■ EXERCISE BRIEF: Give back the entries exactly, ending with the "encodes/decodes it so the" line.

■ Saved data entries:
┌──
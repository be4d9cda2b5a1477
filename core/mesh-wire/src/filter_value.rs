//! `Filter.value` is carried on both codecs as the stringified JSON of a
//! `{"value": T}` wrapper, where `T` is a scalar or an array of octets
//! (§6.1). This module is the single place that encodes/decodes it so the
//! binary and JSON codecs agree on the representation.

use mesh_types::FilterValue;
use serde_json::{json, Value};

pub fn to_wire_string(value: &FilterValue) -> String {
    let wrapped = match value {
        FilterValue::Absent => json!({}),
        FilterValue::String(s) => json!({ "value": s }),
        FilterValue::Number(n) => json!({ "value": n }),
        FilterValue::Bytes(b) => json!({ "value": b }),
    };
    wrapped.to_string()
}

pub fn from_wire_string(s: &str) -> Result<FilterValue, crate::error::WireError> {
    let parsed: Value = serde_json::from_str(s)?;
    let inner = match parsed {
        Value::Object(ref map) => map.get("value").cloned().unwrap_or(Value::Null),
        _ => Value::Null,
    };
    Ok(from_json_value(inner))
}

fn from_json_value(v: Value) -> FilterValue {
    match v {
        Value::Null => FilterValue::Absent,
        Value::String(s) => FilterValue::String(s),
        Value::Number(n) => FilterValue::Number(n.as_f64().unwrap_or_default()),
        Value::Array(items) => {
            let bytes: Option<Vec<u8>> = items
                .iter()
                .map(|x| x.as_u64().and_then(|v| u8::try_from(v).ok()))
                .collect();
            bytes.map(FilterValue::Bytes).unwrap_or(FilterValue::Absent)
        },
        _ => FilterValue::Absent,
    }
}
└──
■ RESPONSE BOX:
repository be4d9cda2b5a1477
filename core/mesh-wire/src/filter_value.rs
//! `Filter.value` is carried on both codecs as the stringified JSON of a
//! `{"value": T}` wrapper, where `T` is a scalar or an array of octets
//! (§6.1). This module is the single place that encodes/decodes it so the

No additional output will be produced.